CAMDEN, N.J. — Scars can be an ugly reminder of a serious or traumatic surgical experience, but a recent study hopes to get rid of unwanted surgical reminders for good. Research shows that using a procedure called microneedling can treat scarring, especially if done six to seven after surgery.
Microneedling, or “minimally invasive percutaneous collagen induction” is a non-surgical technique used to make skin more presentable. It’s often used to get rid of acne scars. The procedure requires numbing the skin where a power handpiece with needles of different sizes comes in and creates tiny channels in a person’s skin. By forming microchannels in the skin, it stimulates the body’s healing factors such as collagen and elastin.
The timing for microneedling goes against traditional recommendations to delay scarring treatments up to a year after surgery. The reason is to allow the scar to fully mature before manipulating the skin.
The researchers enrolled 25 women with surgical scars after having plastic or skin surgery such as benign lesion removal, facelift, or tummy tuck. Microneedling took place between six and 16 weeks after surgery. The second and third microneedling treatments were done four to eight weeks later.

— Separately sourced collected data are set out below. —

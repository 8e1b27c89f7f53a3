use std::process::Output;

/// Asserts that every fragment appears in `text`.
pub fn assert_mentions(text: &str, fragments: &[&str]) {
    let missing: Vec<_> = fragments.iter().filter(|f| !text.contains(*f)).collect();
    assert!(missing.is_empty(), "missing {missing:?} in:\n{text}");
}

/// Asserts the CLI exited with `code` and returns its stderr.
pub fn expect_exit(output: &Output, code: i32) -> String {
    let stderr = String::from_utf8_lossy(&output.stderr).into_owned();
    assert_eq!(output.status.code(), Some(code), "stderr:\n{stderr}");
    stderr
}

Researchers then used three different standardized assessments to measure how the treatment worked with scar appearance.
Patients showed a significant improvement in how their scars looked after the microneedling procedure. One of the assessments rates a scar from 1 to 60 with lower scores meaning a barely visible appearance. The average score before microneedling was 23.7 but two months after the last treatment the number decreased to 11.7.

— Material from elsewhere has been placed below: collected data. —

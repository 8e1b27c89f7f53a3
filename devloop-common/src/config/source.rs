//! Source tracking for configuration values.

use std::fmt;

/// Where a configuration value came from.
#[derive(Debug, Clone, Copy, PartialEq, Eq)]
pub enum ConfigSource {
    /// Built-in default.
    Default,
    /// `.devloop/config.toml`.
    File,
    /// `DEVLOOP_*` environment variable.
    Environment,
}

impl fmt::Display for ConfigSource {
    fn fmt(&self, f: &mut fmt::Formatter<'_>) -> fmt::Result {
        match self {
            Self::Default => write!(f, "default"),
            Self::File => write!(f, "config file"),
            Self::Environment => write!(f, "environment"),
        }
    }
}

/// A value annotated with its source.
#[derive(Debug, Clone, PartialEq)]
pub struct Sourced<T> {
    pub value: T,
    pub source: ConfigSource,
    /// Variable name when the value came from the environment.
    pub env_var: Option<String>,
}

impl<T> Sourced<T> {
    pub fn default_value(value: T) -> Self {
        Self {
            value,
            source: ConfigSource::Default,
            env_var: None,
        }
    }

    pub fn from_env(value: T, env_var: String) -> Self {
        Self {
            value,
            source: ConfigSource::Environment,
            env_var: Some(env_var),
        }
    }

    pub fn from_file(value: T) -> Self {
        Self {
            value,
            source: ConfigSource::File,
            env_var: None,
        }
    }

    /// True if the value was explicitly set rather than defaulted.
    pub fn is_set(&self) -> bool {
        self.source != ConfigSource::Default
    }

    pub fn into_inner(self) -> T {
        self.value
    }
}
impl CommandRunner {
    pub fn new(
        commands: CommandSet,
        platform: Platform,
        supervisor: Arc<ProcessSupervisor>,
        events: EventBus,
        root: impl Into<PathBuf>,
        default_workdir: impl Into<String>,
    ) -> Self {
        Self {
            commands,
            platform,
            supervisor,
            events,
            root: root.into(),
            default_workdir: default_workdir.into(),
            start_check: StartCheck::default(),
        }
    }

    pub fn with_start_check(mut self, start_check: StartCheck) -> Self {
        self.start_check = start_check;
        self
    }

    pub fn commands(&self) -> &CommandSet {
        &self.commands
    }

    pub fn supervisor(&self) -> &Arc<ProcessSupervisor> {
        &self.supervisor
    }

    /// Build group (if declared), then run or debug.
    pub async fn run_pipeline(
        &self,
        target: &TargetRef,
        request: &PipelineRequest,
        cancel: &CancellationToken,
    ) -> Result<ExecutionReport, CommandError> {
        let build = match self
            .commands
            .resolve_with(CommandGroup::Build, request.build_command.as_deref())
        {
            Ok(command) => Some(self.commands.plan(command)?),
            Err(CommandError::GroupNotFound(_)) if request.build_command.is_none() => {
                debug!("No build command declared, skipping build");
                None
            }
            Err(e) => return Err(e),
        };

        let run_group = if request.debug {
            CommandGroup::Debug
        } else {
            CommandGroup::Run
        };
        let run_command = self
            .commands
            .resolve_with(run_group, request.run_command.as_deref())?;
        let run = self.commands.plan(run_command)?;

        let mut report = ExecutionReport::default();
        if let Some(build) = build {
            let build_report = self
                .execute(target, &build, ExecContext { group: CommandGroup::Build }, cancel)
                .await;
            let failed = !build_report.succeeded();
            report.extend(build_report);
            if failed {
                report.skip_all(&run);
                return Ok(report);
            }
        }

        let run_report = self
            .execute(target, &run, ExecContext { group: run_group }, cancel)
            .await;
        report.extend(run_report);
        Ok(report)
    }

    /// Resolve and execute the test group.
    pub async fn run_tests(
        &self,
        target: &TargetRef,
        name: Option<&str>,
        cancel: &CancellationToken,
    ) -> Result<ExecutionReport, CommandError> {
        let command = self.commands.resolve_with(CommandGroup::Test, name)?;
        let plan = self.commands.plan(command)?;
        Ok(self
            .execute(target, &plan, ExecContext { group: CommandGroup::Test }, cancel)
            .await)
    }

    /// Execute every leaf of `plan` in order, skipping the rest after the
    /// first failure or a cancellation.
    pub async fn execute(
        &self,
        target: &TargetRef,
        plan: &ExecutionPlan,
        ctx: ExecContext,
        cancel: &CancellationToken,
    ) -> ExecutionReport {
        let mut report = ExecutionReport::default();
        let mut halted = false;

        for step in &plan.steps {
            if halted || cancel.is_cancelled() {
                report.steps.push(StepReport {
                    id: step.id.clone(),
                    outcome: StepOutcome::Skipped,
                    stdout: String::new(),
                });
                continue;
            }

            info!("Executing {} command", step.id);
            self.events.emit(SessionEvent::Executing {
                command: step.id.clone(),
            });

            let (outcome, stdout) = match self.run_step(target, step, ctx, cancel).await {
                Ok(result) => result,
                Err(e) => {
                    if matches!(e, RemoteError::TargetGone(_)) {
                        report.target_gone = true;
                    }
                    let message = format!("command \"{}\" failed: {e}", step.id);
                    (
                        StepOutcome::Failed {
                            message,
                            stderr: String::new(),
                        },
                        String::new(),
                    )
                }
            };

            if let StepOutcome::Failed { message, stderr } = &outcome {
                warn!(command = %step.id, "{}", message);
                self.events.emit(SessionEvent::CommandFailed {
                    command: step.id.clone(),
                    message: message.clone(),
                    stderr: stderr.clone(),
                });
                halted = true;
            }
            report.steps.push(StepReport {
                id: step.id.clone(),
                outcome,
                stdout,
            });
        }
        report
    }

    async fn run_step(
        &self,
        target: &TargetRef,
        step: &PlanStep,
        ctx: ExecContext,
        cancel: &CancellationToken,
    ) -> Result<(StepOutcome, String), RemoteError> {
        match &step.action {
            StepAction::Apply { component, uri } => {
                let uri = uri.as_ref().map(|u| self.root.join(u));
                let output = self.platform.workload.apply(component, uri.as_deref()).await?;
                Ok(exit_outcome(&step.id, output.exit_code, output.stderr, output.stdout))
            }
            StepAction::Exec(spec) => {
                let supervised = step.group.unwrap_or(ctx.group).is_supervised();
                if supervised {
                    self.run_supervised(target, &step.id, spec, cancel).await
                } else {
                    self.run_sync(target, &step.id, spec, cancel).await
                }
            }
        }
    }

    /// `cd <workdir> && KEY=VAL ... <command_line>`
    pub fn shell_line(&self, spec: &ExecSpec) -> String {
        let workdir = spec
            .working_dir
            .as_deref()
            .unwrap_or(&self.default_workdir);
        let mut line = format!("cd {} && ", shell_quote(workdir));
        for var in &spec.env {
            line.push_str(&format!("{}={} ", var.name, shell_quote(&var.value)));
        }
        line.push_str(&spec.command_line);
        line
    }

    async fn run_sync(
        &self,
        target: &TargetRef,
        id: &str,
        spec: &ExecSpec,
        cancel: &CancellationToken,
    ) -> Result<(StepOutcome, String), RemoteError> {
        let line = self.shell_line(spec);
        debug!(command = id, line = %mask_sensitive_command(&line), "Running command");
        let argv = vec!["sh".to_string(), "-c".to_string(), line];
        let output = tokio::select! {
            _ = cancel.cancelled() => return Err(RemoteError::Cancelled),
            r = self.platform.exec.exec(target, &spec.component, &argv, None) => r?,
        };
        Ok(exit_outcome(id, output.exit_code, output.stderr, output.stdout))
    }

    async fn run_supervised(
        &self,
        target: &TargetRef,
        id: &str,
        spec: &ExecSpec,
        cancel: &CancellationToken,
    ) -> Result<(StepOutcome, String), RemoteError> {
        let program = program_name(id);
        let process = ProcessSpec {
            program: program.clone(),
            command_line: spec.command_line.clone(),
            working_dir: Some(
                spec.working_dir
                    .clone()
                    .unwrap_or_else(|| self.default_workdir.clone()),
            ),
            env: spec.env.clone(),
        };

        if self.supervisor.is_registered_on(&program, target) {
            let unchanged = self.supervisor.registered(&program).as_ref() == Some(&process);
            if spec.hot_reload_capable && unchanged {
                let running = matches!(
                    self.supervisor.status_of(&program).await,
                    Ok(status) if status.state == ProgramState::Running
                );
                if running {
                    debug!(program = %program, "Hot-reload capable program left running");
                    return Ok((StepOutcome::Unchanged, String::new()));
                }
            }
            self.supervisor.stop(&program).await.map_err(into_remote)?;
        } else {
            // Not started by this process: an earlier invocation may have
            // left a copy running on the target.
            self.supervisor
                .stop_stale(target, &spec.component, &program)
                .await
                .map_err(into_remote)?;
        }

        self.supervisor
            .start(target, &spec.component, process)
            .await
            .map_err(into_remote)?;

        let status = self
            .supervisor
            .wait_running(
                &program,
                self.start_check.attempts,
                self.start_check.interval,
                cancel,
            )
            .await
            .map_err(into_remote)?;
        if status.state == ProgramState::Running {
            return Ok((StepOutcome::Succeeded, String::new()));
        }

        let stderr = match self.platform.workload.logs(&spec.component, false).await {
            Ok(logs) => tail(&logs, LOG_TAIL_LINES),
            Err(e) => {
                debug!("Cannot fetch logs for failed start: {}", e);
                String::new()
            }
        };
        Ok((
            StepOutcome::Failed {
                message: format!("command \"{id}\" exited with an error status"),
                stderr,
            },
            String::new(),
        ))
    }
}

The team also compared how long it took for microneedling to take effect. They measured the acne scars six to seven weeks after surgery and then at 13 to 16 weeks. Those who received the microneedling procedure at six to seven weeks showed better results: scores plunged from 16.8 to 8.1—compared to people who got the treatment a few weeks later. The outcomes were similar despite people being of different ages and those whose scars were in areas besides the face.
“While more research is needed to fully evaluate this finding, it certainly represents a significant paradigm shift in scar management,” wrote the study authors in their research. “Patients and surgeons interested in maximizing scar management may elect for early intervention with microneedling prior to the development of undesirable scars as a matter of preventative care.”
The findings suggest that the standard advice to delay treatment is outdated. Instead, the results support doing microneedling when the scar is at the late proliferation/early maturation phase of healing. One reason why the study authors think this phase is critical is that it’s right before collagen production starts to decline from the healing process.
The study is published in Plastic and Reconstructive Surgery, the official journal of the American Society of Plastic Surgeons.